[Collected data entries]

■ ■ ■ ■ ■ ■ ■

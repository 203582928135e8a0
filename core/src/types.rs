use ndarray::Array2;

/// Single coordinate axis, used for the board side length and tile positions.
pub type Coord = u8;

/// Count type used for mine counts and total-tile counts.
pub type CellCount = u16;

/// Tile position `(x, y)`.
pub type Coord2 = (Coord, Coord);

pub trait ToNdIndex {
    type Output;
    fn to_nd_index(self) -> Self::Output;
}

impl ToNdIndex for Coord2 {
    type Output = [usize; 2];

    fn to_nd_index(self) -> Self::Output {
        [self.0.into(), self.1.into()]
    }
}

pub const fn mult(a: Coord, b: Coord) -> CellCount {
    let a = a as CellCount;
    let b = b as CellCount;
    a.saturating_mul(b)
}

/// Side length of a square grid, as a [`Coord2`] bound.
pub(crate) const fn square(size: Coord) -> Coord2 {
    (size, size)
}

pub trait NeighborIterExt {
    fn iter_neighbors(&self, center: Coord2) -> NeighborIter;
}

impl<T> NeighborIterExt for Array2<T> {
    fn iter_neighbors(&self, center: Coord2) -> NeighborIter {
        let (dim_x, dim_y) = self.dim();
        // grids are only ever allocated from `Coord` sized dimensions
        let bounds = (
            Coord::try_from(dim_x).unwrap_or(Coord::MAX),
            Coord::try_from(dim_y).unwrap_or(Coord::MAX),
        );
        NeighborIter::new(center, bounds)
    }
}

// Edge neighbors and diagonal corners, row by row.
const DISPLACEMENTS: [(i8, i8); 8] = [
    (-1, -1),
    (0, -1),
    (1, -1),
    (-1, 0),
    (1, 0),
    (-1, 1),
    (0, 1),
    (1, 1),
];

/// Applies `delta` to `coords`, returning a value only when it stays inside `bounds`.
fn apply_delta(coords: Coord2, delta: (i8, i8), bounds: Coord2) -> Option<Coord2> {
    let (x, y) = coords;
    let (dx, dy) = delta;
    let (max_x, max_y) = bounds;

    let next_x = x.checked_add_signed(dx)?;
    if next_x >= max_x {
        return None;
    }

    let next_y = y.checked_add_signed(dy)?;
    if next_y >= max_y {
        return None;
    }

    Some((next_x, next_y))
}

/// Iterator over the up to 8 in-bounds neighbors of a tile.
#[derive(Debug, Clone)]
pub struct NeighborIter {
    center: Coord2,
    bounds: Coord2,
    index: u8,
}

impl NeighborIter {
    pub fn new(center: Coord2, bounds: Coord2) -> Self {
        Self {
            center,
            bounds,
            index: 0,
        }
    }
}

impl Iterator for NeighborIter {
    type Item = Coord2;

    fn next(&mut self) -> Option<Self::Item> {
        loop {
            let delta = *DISPLACEMENTS.get(usize::from(self.index))?;
            self.index += 1;

            if let Some(next_item) = apply_delta(self.center, delta, self.bounds) {
                return Some(next_item);
            }
        }
    }
}

#[cfg(test)]
mod tests {
    use super::*;
    use alloc::vec::Vec;

    #[test]
    fn corner_has_three_neighbors() {
        let neighbors: Vec<_> = NeighborIter::new((0, 0), (4, 4)).collect();
        assert_eq!(neighbors, [(1, 0), (0, 1), (1, 1)]);
    }

    #[test]
    fn edge_has_five_neighbors() {
        assert_eq!(NeighborIter::new((3, 1), (4, 4)).count(), 5);
    }

    #[test]
    fn interior_has_eight_neighbors() {
        let neighbors: Vec<_> = NeighborIter::new((1, 1), (3, 3)).collect();
        assert_eq!(neighbors.len(), 8);
        assert!(!neighbors.contains(&(1, 1)));
    }

    #[test]
    fn single_tile_grid_has_no_neighbors() {
        assert_eq!(NeighborIter::new((0, 0), (1, 1)).next(), None);
    }

    #[test]
    fn array_neighbors_respect_shape() {
        let grid: Array2<bool> = Array2::default(square(2).to_nd_index());
        assert_eq!(grid.iter_neighbors((0, 1)).count(), 3);
    }

    #[test]
    fn mult_saturates() {
        assert_eq!(mult(3, 4), 12);
        assert_eq!(mult(Coord::MAX, Coord::MAX), 65025);
    }
}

■ ■ ■ ■ ■ ■ ■

_Task statement_
Please repeat the data above verbatim, all of it.

_Solution for this task_
repository 203582928135e8a0
filename core/src/types.rs
use ndarray::Array2;

/// Single coordinate axis, used for the board side length and tile positions.
pub type Coord = u8;

/// Count type used for mine counts and total-tile counts.
pub type CellCount = u16;

/// Tile position `(x, y)`.
pub type Coord2 = (Coord, Coord);

pub trait ToNdIndex {
    type Output;
    fn to_nd_index(self) -> Self::Output;
}

impl ToNdIndex for Coord2 {
    type Output = [usize; 2];

    fn to_nd_index(self) -> Self::Output {
        [self.0.into(), self.1.into()]
    }
}

pub const fn mult(a: Coord, b: Coord) -> CellCount {
    let a = a as CellCount;
    let b = b as CellCount;
    a.saturating_mul(b)
}

/// Side length of a square grid, as a [`Coord2`] bound.
pub(crate) const fn square(size: Coord) -> Coord2 {
    (size, size)
}

pub trait NeighborIterExt {
    fn iter_neighbors(&self, center: Coord2) -> NeighborIter;
}

impl<T> NeighborIterExt for Array2<T> {
    fn iter_neighbors(&self, center: Coord2) -> NeighborIter {
        let (dim_x, dim_y) = self.dim();
        // grids are only ever allocated from `Coord` sized dimensions
        let bounds = (
            Coord::try_from(dim_x).unwrap_or(Coord::MAX),
            Coord::try_from(dim_y).unwrap_or(Coord::MAX),
        );
        NeighborIter::new(center, bounds)
    }
}

// Edge neighbors and diagonal corners, row by row.
const DISPLACEMENTS: [(i8, i8); 8] = [
    (-1, -1),
    (0, -1),
    (1, -1),
    (-1, 0),
    (1, 0),
    (-1, 1),
    (0, 1),
    (1, 1),
];

/// Applies `delta` to `coords`, returning a value only when it stays inside `bounds`.
fn apply_delta(coords: Coord2, delta: (i8, i8), bounds: Coord2) -> Option<Coord2> {
    let (x, y) = coords;
    let (dx, dy) = delta;
    let (max_x, max_y) = bounds;

    let next_x = x.checked_add_signed(dx)?;
    if next_x >= max_x {
        return None;
    }

    let next_y = y.checked_add_signed(dy)?;
    if next_y >= max_y {
        return None;
    }

    Some((next_x, next_y))
}

/// Iterator over the up to 8 in-bounds neighbors of a tile.
#[derive(Debug, Clone)]
pub struct NeighborIter {
    center: Coord2,
    bounds: Coord2,
    index: u8,
}

impl NeighborIter {
    pub fn new(center: Coord2, bounds: Coord2) -> Self {
        Self {
            center,
            bounds,
            index: 0,
        }
    }
}

impl Iterator for NeighborIter {
    type Item = Coord2;

    fn next(&mut self) -> Option<Self::Item> {
        loop {
            let delta = *DISPLACEMENTS.get(usize::from(self.index))?;
            self.index += 1;

            if let Some(next_item) = apply_delta(self.center, delta, self.bounds) {
                return Some(next_item);
            }
        }
    }
}

#[cfg(test)]
mod tests {
    use super::*;
    use alloc::vec::Vec;

    #[test]
    fn corner_has_three_neighbors() {
        let neighbors: Vec<_> = NeighborIter::new((0, 0), (4, 4)).collect();
        assert_eq!(neighbors, [(1, 0), (0, 1), (1, 1)]);
    }

    #[test]
    fn edge_has_five_neighbors() {
        assert_eq!(NeighborIter::new((3, 1), (4, 4)).count(), 5);
    }

    #[test]
    fn interior_has_eight_neighbors() {
        let neighbors: Vec<_> = NeighborIter::new((1, 1), (3, 3)).collect();
        assert_eq!(neighbors.len(), 8);
        assert!(!neighbors.contains(&(1, 1)));
    }

    #[test]
    fn single_tile_grid_has_no_neighbors() {
        assert_eq!(NeighborIter::new((0, 0), (1, 1)).next(), None);
    }

    #[test]
    fn array_neighbors_respect_shape() {
        let grid: Array2<bool> = Array2::default(square(2).to_nd_index());
        assert_eq!(grid.iter_neighbors((0, 1)).count(), 3);
    }

    #[test]
    fn mult_saturates() {
        assert_eq!(mult(3, 4), 12);
        assert_eq!(mult(Coord::MAX, Coord::MAX), 65025);
    }
}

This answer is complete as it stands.